それほど大げさなことでなくても、小学生や中学生のとき、仲間だけがわかる「秘密の合言葉」をつくって遊んだことのある人は多いと思う。先生や家族の目を盗んで回し読みされる手紙、机の下で打たれるメールには、発信者と受信者だけがわかる言い回しがたくさんあるだろう。初歩的な暗号はとても身近なのだ。

もちろん、コンピュータで使用される暗号はこれほど単純ではなく、複雑な数学的手法を駆使され、簡単には破られないようにする。だが暗号の根底には、秘密を共有するわくわく感が息づいていると思う。
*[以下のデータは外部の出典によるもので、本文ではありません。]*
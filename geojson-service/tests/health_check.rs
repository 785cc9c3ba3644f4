mod common;

use common::TestApp;
use reqwest::Client;

#[tokio::test]
async fn health_check_works() {
    let app = TestApp::spawn().await;
    let client = Client::new();

    let response = client
        .get(format!("{}/health", app.address))
        .send()
        .await
        .expect("Failed to execute request");

    assert!(response.status().is_success());
    assert!(response.headers().contains_key("x-request-id"));

    let body: serde_json::Value = response.json().await.expect("Failed to parse JSON");
    assert_eq!(body["status"], "ok");
    assert_eq!(body["service"], "geojson-service");
}

#[tokio::test]
async fn metrics_endpoint_responds_with_text() {
    let app = TestApp::spawn().await;

    let response = Client::new()
        .get(format!("{}/metrics", app.address))
        .send()
        .await
        .expect("Failed to execute request");

    assert!(response.status().is_success());
    assert_eq!(
        response.headers()["content-type"],
        "text/plain; charset=utf-8"
    );
}

#[tokio::test]
async fn unknown_route_is_json_404() {
    let app = TestApp::spawn().await;

    let response = Client::new()
        .get(format!("{}/does-not-exist", app.address))
        .send()
        .await
        .expect("Failed to execute request");

    assert_eq!(response.status().as_u16(), 404);
    let body: serde_json::Value = response.json().await.expect("Failed to parse JSON");
    assert_eq!(body["error"], "Not found: /does-not-exist");
}
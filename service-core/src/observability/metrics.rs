use metrics_exporter_prometheus::{PrometheusBuilder, PrometheusHandle};
use std::sync::OnceLock;

static METRICS_HANDLE: OnceLock<PrometheusHandle> = OnceLock::new();

/// Installs the global Prometheus recorder. Must run before any metric is
/// recorded; later calls are no-ops.
pub fn init_metrics() -> Result<(), metrics_exporter_prometheus::BuildError> {
    if METRICS_HANDLE.get().is_some() {
        return Ok(());
    }

    let handle = PrometheusBuilder::new().install_recorder()?;
    let _ = METRICS_HANDLE.set(handle);
    Ok(())
}

/// Renders all recorded metrics in the Prometheus text format.
pub fn render_metrics() -> String {
    METRICS_HANDLE
        .get()
        .map(|handle| handle.render())
        .unwrap_or_else(|| "# Metrics recorder not initialized\n".to_string())
}

//! HTTP handlers for geojson-service.

pub mod geojson;

use axum::{
    http::{StatusCode, Uri},
    response::IntoResponse,
    Json,
};
use serde_json::json;
use service_core::error::AppError;
use service_core::observability::render_metrics;

pub use geojson::get_geojson;

/// Health check endpoint for Docker/K8s liveness probes.
pub async fn health_check() -> impl IntoResponse {
    (
        StatusCode::OK,
        Json(json!({
            "status": "ok",
            "service": "geojson-service",
            "version": env!("CARGO_PKG_VERSION")
        })),
    )
}

/// Prometheus metrics endpoint.
pub async fn metrics_endpoint() -> impl IntoResponse {
    (
        StatusCode::OK,
        [("content-type", "text/plain; charset=utf-8")],
        render_metrics(),
    )
}

pub async fn not_found(uri: Uri) -> AppError {
    AppError::NotFound(uri.path().to_string())
}
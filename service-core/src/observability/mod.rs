pub mod logging;
pub mod metrics;

pub use logging::init_tracing;
pub use metrics::{init_metrics, render_metrics};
結局のところ、暗号によって守られるものが国家の軍事秘密だろうと放課後の寄り道先だろうと、誰も解読できない暗号を駆使して仲間内だけで秘密を共有するということは、とてもわくわくする、子どものような嬉しさと楽しさをもたらしてくれる遊びなのだと思う。

本書では古典暗号から、コンピュータで使用されている最新暗号まで、あらゆる暗号技術を説明している。意味のあるメッセージをバラバラにしたりして、一見意味のない文章をつくるという点で、コンピュータがやっていることは文字を利用した古典暗号と同じである。一つ違うのは、コンピュータで扱うのは「0」「1」のみであるから、コンピュータ暗号は本質的なところで「秘密にしておきたい情報を表している (0, 1) のカタマリを、秘密鍵などを用いて、前後逆転したり行列演算したりして撹拌し、一見ランダムな(0, 1) のカタマリと見分けがつかないようにする」ことを目指している。ランダムな(0, 1) のカタマリは意味をもたないが、暗号化された(0, 1) のカタマリは、限りなくランダムに近いように思えながら、暗号解読鍵をもつ者であれば、複雑な数学計算を経て、意味のある情報に復元できる。この数学計算をどのように設計するかが、暗号開発者の腕の見せ所だ。

暗号技術に使われる数学手法はとても難しいが、本書ではさまざまな暗号技術を図示することで、高校生程度の確率・統計の数学知識があれば読めるようになっている。分厚さゆえにとまどうかもしれないが、暗号というものにわくわくする読者であれば、手にとってみて損はない一冊。